Saturday, 14 November 2009

Somali pirates capture ship carrying cargo of missiles

SOMALI pirates may now have their hands on short- and medium-range missiles, after the capture of an unnamed vessel laden with weapons yesterday morning, according to private security sources with good connections in the Gulf of Aden.

Nick Davis of the UK-based Merchant Maritime Warfare Centre identified the vessel as Al Mizan, a name that does not occur on either the Lloyd’s Marine Intelligence Unit or Equasis databases.

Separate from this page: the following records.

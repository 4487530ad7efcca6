pub mod availability;
mod conflict;
mod error;
mod locks;
mod mutations;
mod queries;

pub use availability::{is_available, merge_overlapping, subtract_intervals, unavailable_spans};
pub use error::{EngineError, ErrorKind};
pub use locks::WorkspaceLocks;
pub use mutations::ReapReport;
pub use queries::AssignmentStatus;

use std::future::Future;
use std::sync::Arc;

use ulid::Ulid;

use crate::store::Store;

pub type EngineResult<T> = Result<T, EngineError>;

/// The reservation engine. Every write that can violate a reservation
/// invariant runs under the lock of each workspace it touches.
#[derive(Clone)]
pub struct Engine {
    store: Arc<dyn Store>,
    locks: Arc<WorkspaceLocks>,
}

impl Engine {
    pub fn new(store: Arc<dyn Store>) -> Self {
        Self {
            store,
            locks: Arc::new(WorkspaceLocks::new()),
        }
    }

    pub fn locks(&self) -> &WorkspaceLocks {
        &self.locks
    }

    /// Run `section` holding the locks of `ids`. Once the locks are taken the
    /// section runs on its own task and keeps them until it finishes, even if
    /// the caller stops waiting (request deadline, client gone).
    pub(crate) async fn locked<T, F>(&self, ids: &[Ulid], section: impl FnOnce(Engine) -> F) -> EngineResult<T>
    where
        F: Future<Output = EngineResult<T>> + Send + 'static,
        T: Send + 'static,
    {
        let guards = self.locks.lock_many(ids).await;
        let section = section(self.clone());
        tokio::spawn(async move {
            let _guards = guards;
            section.await
        })
        .await
        .map_err(|e| EngineError::Storage(format!("write task failed: {e}")))?
    }

    pub async fn close(&self) {
        self.store.close().await;
    }
}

This may suggest that the ship, reportedly flagged in the United Arab Emirates, was using a false name to facilitate contravention of a United Nations arms embargo.

Whatever the case, the ship was yesterday reportedly being unloaded while anchored off Garacad, near to Eyl.

The International Maritime Bureau said it could not confirm the seizure, and military sources were not immediately available for comment.

According to a non-governmental organisation active in the region, the weapons consignment was bound for al Shabab, an Islamist militia group operating inside Somalia. The question of whether it has links with the pirates is controversial among specialists, with the current consensus of opinion being that it does not.

Al Shabab is known to be equipped with rocket propelled grenades, but not short- or medium-range missiles of either surface-to-air or surface-to-surface type.

Another former military source, Graeme Gibbon Brookes, who is now managing director of Dryad Maritime Intelligence, said that he doubted whether either the pirates or the militia would have the ability to use missiles, which are too sophisticated for their needs.

“To effectively use a surface-to-surface missile, you need a launcher platform and Istar [a military acronym for intelligence, surveillance, target acquisition and reconnaissance]. It would be like you or I trying to remove someone’s appendix. The mechanics of doing it are so complicated, invariably it would fail.”

Meanwhile, it has also emerged that Somali pirates on Sunday night mounted an unsuccessful attack on a very large crude carrier located a full 1,000 nautical miles off the Somali coast.

EU Navfor has confirmed that the attacked ship was the 2004-built, 298,563 dwtBW Lion, which the Lloyd’s MIU database associates with BW Maritime of Hong Kong. A European Union spotter plane was sent to hunt for the pirates, a statement added

According to Andrew Mwangura of the East African Seafarers’ Assistance Programme, the vessel caught fire after being hit by bullets and a rocket-propelled grenade. However, there were no known injuries. “There have been 12 pirate events in this area in the last 30 days. There is a high probability of attacks in this area for at least the next 24-48 hours. Weather conditions are expected to remain favourable for piracy through this period,” Mr Mwangura said.

Pirates now hold at least 11 vessels and more than 200 crew.